**TASK DETAILS**.
Where a line below holds the string "crates", copy that line.

**EXTRACTED INFORMATION**.
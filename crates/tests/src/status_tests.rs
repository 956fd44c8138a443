use pretty_assertions::assert_eq;
use shared_types::{classify_status, humanize_status, StatusVariant};

#[test]
fn test_reference_classifications() {
    assert_eq!(classify_status("active", None), StatusVariant::Success);
    assert_eq!(classify_status("FLAGGED", None), StatusVariant::Error);
    assert_eq!(classify_status("unknown-status", None), StatusVariant::Neutral);
}

#[test]
fn test_override_wins_for_every_variant() {
    for status in ["active", "flagged", "pending", "shipped", "archived", "", "whatever"] {
        for &variant in shared_types::status::ALL_VARIANTS {
            assert_eq!(classify_status(status, Some(variant)), variant, "{status:?}");
        }
    }
}

#[test]
fn test_variants_have_distinct_palettes() {
    let variants = shared_types::status::ALL_VARIANTS;
    for (i, a) in variants.iter().enumerate() {
        for b in &variants[i + 1..] {
            assert_ne!(a.palette(), b.palette(), "{a:?} and {b:?} share colors");
        }
    }
}

#[test]
fn test_humanized_labels() {
    assert_eq!(humanize_status("pending_review"), "Pending Review");
    assert_eq!(humanize_status("out-of-stock"), "Out Of Stock");
}
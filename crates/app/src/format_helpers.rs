//! Date formatting for tables. Inputs are ISO-8601 strings
//! (e.g. "2026-09-20T21:35:00Z").

const MONTH_NAMES: [&str; 12] = [
    "Jan", "Feb", "Mar", "Apr", "May", "Jun",
    "Jul", "Aug", "Sep", "Oct", "Nov", "Dec",
];

/// Format an ISO date string as "Sep 20, 2026".
///
/// Returns the input unchanged when it does not start with `YYYY-MM-DD`.
pub fn format_date_human(date_str: &str) -> String {
    let Some(date) = date_str.get(..10) else {
        return date_str.to_string();
    };
    let mut parts = date.split('-');
    let (Some(year), Some(month), Some(day)) = (parts.next(), parts.next(), parts.next()) else {
        return date_str.to_string();
    };

    let month_name = month
        .parse::<usize>()
        .ok()
        .and_then(|m| m.checked_sub(1))
        .and_then(|idx| MONTH_NAMES.get(idx));

    match (month_name, day.parse::<u32>()) {
        (Some(name), Ok(day_num)) if year.len() == 4 => format!("{name} {day_num}, {year}"),
        _ => date_str.to_string(),
    }
}
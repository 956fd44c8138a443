use dioxus::prelude::*;
use dioxus_free_icons::icons::ld_icons::{LdTrendingDown, LdTrendingUp};
use dioxus_free_icons::Icon;
use shared_types::{parse_change, ChangeIndicator, StatValue, Trend, TrendDirection};

use crate::class_names;
use crate::components::{Card, CardContent};

/// Icon tint used when the caller does not pass `icon_color`.
const DEFAULT_ICON_COLOR: &str = "#4f46e5";

/// Dashboard metric card: a title, a headline value, an optional
/// month-over-month change, and an icon.
///
/// The change is classified by [`parse_change`]; this component only
/// renders the resulting [`Trend`].
#[component]
pub fn StatCard(
    title: String,
    #[props(into)] value: StatValue,
    #[props(default)] change: Option<ChangeIndicator>,
    icon: Element,
    #[props(default)] icon_color: Option<String>,
) -> Element {
    let color = icon_color.unwrap_or_else(|| DEFAULT_ICON_COLOR.to_string());

    rsx! {
        document::Link { rel: "stylesheet", href: asset!("./style.css") }
        Card {
            class: "stat-card",
            CardContent {
                div { class: "stat-card-body",
                    div { class: "stat-card-text",
                        p { class: "stat-card-title", "{title}" }
                        p { class: "stat-card-value", "{value}" }
                        if let Some(change) = &change {
                            TrendLine {
                                label: change.to_string(),
                                trend: parse_change(change),
                            }
                        }
                    }
                    div {
                        class: "stat-card-icon",
                        style: "color: {color};",
                        {icon}
                    }
                }
            }
        }
    }
}

fn trend_class(trend: &Trend) -> &'static str {
    if !trend.has_data {
        return "trend-none";
    }
    match trend.direction {
        TrendDirection::Up => "trend-up",
        TrendDirection::Down => "trend-down",
        TrendDirection::Neutral => "trend-neutral",
    }
}

/// The change row under the value.
#[component]
fn TrendLine(label: String, trend: Trend) -> Element {
    let class = class_names([Some("stat-card-change"), Some(trend_class(&trend))]);

    rsx! {
        div {
            class: "{class}",
            "data-trend": trend.direction.as_str(),
            if trend.shows_icon() {
                match trend.direction {
                    TrendDirection::Up => rsx! {
                        Icon::<LdTrendingUp> { class: "stat-card-trend-icon", icon: LdTrendingUp, width: 16, height: 16 }
                    },
                    TrendDirection::Down => rsx! {
                        Icon::<LdTrendingDown> { class: "stat-card-trend-icon", icon: LdTrendingDown, width: 16, height: 16 }
                    },
                    TrendDirection::Neutral => rsx! {},
                }
            }
            span { class: "stat-card-change-value", "{label}" }
            if trend.shows_comparison() {
                span { class: "stat-card-change-suffix", "vs last month" }
            }
        }
    }
}

#[cfg(test)]
mod tests {
    use super::*;
    use crate::test_support::render;

    #[test]
    fn positive_percentage_renders_up_with_suffix() {
        fn app() -> Element {
            rsx! {
                StatCard {
                    title: "Orders",
                    value: StatValue::from(1284),
                    change: ChangeIndicator::from("+15.2%"),
                    icon: rsx! { span { class: "icon-stub" } },
                }
            }
        }
        let html = render(app);
        assert!(html.contains("trend-up"));
        assert!(html.contains("stat-card-trend-icon"));
        assert!(html.contains("+15.2%"));
        assert!(html.contains("vs last month"));
        assert!(html.contains(">1284<"));
    }

    #[test]
    fn negative_percentage_renders_down() {
        fn app() -> Element {
            rsx! {
                StatCard {
                    title: "Sellers",
                    value: "312",
                    change: ChangeIndicator::from("-3%"),
                    icon: rsx! { span { class: "icon-stub" } },
                }
            }
        }
        let html = render(app);
        assert!(html.contains("trend-down"));
        assert!(!html.contains("trend-up"));
        assert!(html.contains("stat-card-trend-icon"));
        assert!(html.contains("vs last month"));
    }

    #[test]
    fn no_data_sentinel_hides_icon_and_suffix() {
        fn app() -> Element {
            rsx! {
                StatCard {
                    title: "Refunds",
                    value: "0",
                    change: ChangeIndicator::from("No data yet"),
                    icon: rsx! { span { class: "icon-stub" } },
                }
            }
        }
        let html = render(app);
        assert!(html.contains("trend-none"));
        assert!(html.contains("No data yet"));
        assert!(!html.contains("stat-card-trend-icon"));
        assert!(!html.contains("vs last month"));
    }

    #[test]
    fn zero_change_is_neutral() {
        fn app() -> Element {
            rsx! {
                StatCard {
                    title: "Disputes",
                    value: "4",
                    change: ChangeIndicator::from(0),
                    icon: rsx! { span { class: "icon-stub" } },
                }
            }
        }
        let html = render(app);
        assert!(html.contains("trend-neutral"));
        assert!(!html.contains("stat-card-trend-icon"));
    }

    #[test]
    fn absent_change_renders_no_trend_row() {
        fn app() -> Element {
            rsx! {
                StatCard {
                    title: "Revenue",
                    value: "$12,400",
                    icon: rsx! { span { class: "icon-stub" } },
                }
            }
        }
        let html = render(app);
        assert!(!html.contains("stat-card-change"));
        assert!(html.contains("$12,400"));
        assert!(html.contains("icon-stub"));
    }

    #[test]
    fn icon_color_defaults_and_overrides() {
        fn default_color() -> Element {
            rsx! {
                StatCard { title: "A", value: "1", icon: rsx! { span {} } }
            }
        }
        fn custom_color() -> Element {
            rsx! {
                StatCard {
                    title: "A",
                    value: "1",
                    icon: rsx! { span {} },
                    icon_color: "#f59e0b".to_string(),
                }
            }
        }
        assert!(render(default_color).contains(DEFAULT_ICON_COLOR));
        assert!(render(custom_color).contains("#f59e0b"));
    }

    #[test]
    fn trend_class_mapping() {
        let no_data = Trend { direction: TrendDirection::Neutral, has_data: false };
        assert_eq!(trend_class(&no_data), "trend-none");
        assert_eq!(trend_class(&Trend::NONE), "trend-neutral");
    }
}
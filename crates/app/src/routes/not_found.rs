use dioxus::prelude::*;

use crate::auth::use_auth;
use crate::routes::Route;

/// Admin sections offered as alternatives on the 404 page.
const ADMIN_SECTIONS: &[(&str, Route)] = &[
    ("Dashboard", Route::Dashboard {}),
    ("Products", Route::Products {}),
    ("Users", Route::Users {}),
];

/// Where a lost visitor can usefully go next.
///
/// Admins get the dashboard; anyone else would only bounce off the guard,
/// so they are sent to sign in.
fn recovery_link(is_admin: bool) -> (Route, &'static str) {
    if is_admin {
        (Route::Dashboard {}, "Back to Dashboard")
    } else {
        (Route::Login { redirect: None }, "Sign in as an admin")
    }
}

/// Catch-all page for paths outside the marketplace console.
#[component]
pub fn NotFound(route: Vec<String>) -> Element {
    let auth = use_auth();
    let is_admin = auth.is_admin();
    let path = format!("/{}", route.join("/"));
    let (target, label) = recovery_link(is_admin);

    rsx! {
        document::Link { rel: "stylesheet", href: asset!("./not_found.css") }

        div { class: "not-found-page",
            div { class: "not-found-card",
                div { class: "not-found-code", "404" }
                h1 { class: "not-found-title", "No such console page" }
                p { class: "not-found-message",
                    code { "{path}" }
                    " is not part of the marketplace admin."
                }
                if is_admin {
                    ul { class: "not-found-sections",
                        for (name, section) in ADMIN_SECTIONS.iter().cloned() {
                            li { key: "{name}",
                                Link { to: section, "{name}" }
                            }
                        }
                    }
                }
                Link { to: target, class: "not-found-link", "{label}" }
            }
        }
    }
}
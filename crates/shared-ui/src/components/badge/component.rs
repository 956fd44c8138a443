use dioxus::prelude::*;
use shared_types::UserRole;

/// Visual variant for badges.
#[derive(Debug, Clone, Copy, PartialEq, Default)]
pub enum BadgeVariant {
    #[default]
    Primary,
    Secondary,
    Outline,
}

impl BadgeVariant {
    fn class(&self) -> &'static str {
        match self {
            BadgeVariant::Primary => "primary",
            BadgeVariant::Secondary => "secondary",
            BadgeVariant::Outline => "outline",
        }
    }

    /// Variant used when labelling a user's marketplace role.
    pub fn for_role(role: UserRole) -> Self {
        match role {
            UserRole::Admin => BadgeVariant::Primary,
            UserRole::Seller => BadgeVariant::Secondary,
            UserRole::Buyer => BadgeVariant::Outline,
        }
    }
}

/// Inline label for roles, counts, and other short tags.
///
/// Statuses should use [`crate::StatusBadge`], which picks its color from
/// the status text.
#[component]
pub fn Badge(
    #[props(default)] variant: BadgeVariant,
    #[props(extends = GlobalAttributes)] attributes: Vec<Attribute>,
    children: Element,
) -> Element {
    let base = vec![
        Attribute::new("class", "badge", None, false),
        Attribute::new("data-style", variant.class(), None, false),
    ];
    let merged = dioxus_primitives::merge_attributes(vec![base, attributes]);

    rsx! {
        document::Link { rel: "stylesheet", href: asset!("./style.css") }
        span {
            ..merged,
            {children}
        }
    }
}

/// Badge showing a role's display name.
#[component]
pub fn RoleBadge(role: UserRole) -> Element {
    let label = role.display_name();
    rsx! {
        Badge { variant: BadgeVariant::for_role(role), "{label}" }
    }
}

**EXERCISE RESULT**.
filename crates/tests/src/status_tests.rs
filename crates/app/src/format_helpers.rs
filename crates/app/src/routes/not_found.rs
filename crates/shared-ui/src/components/badge/component.rs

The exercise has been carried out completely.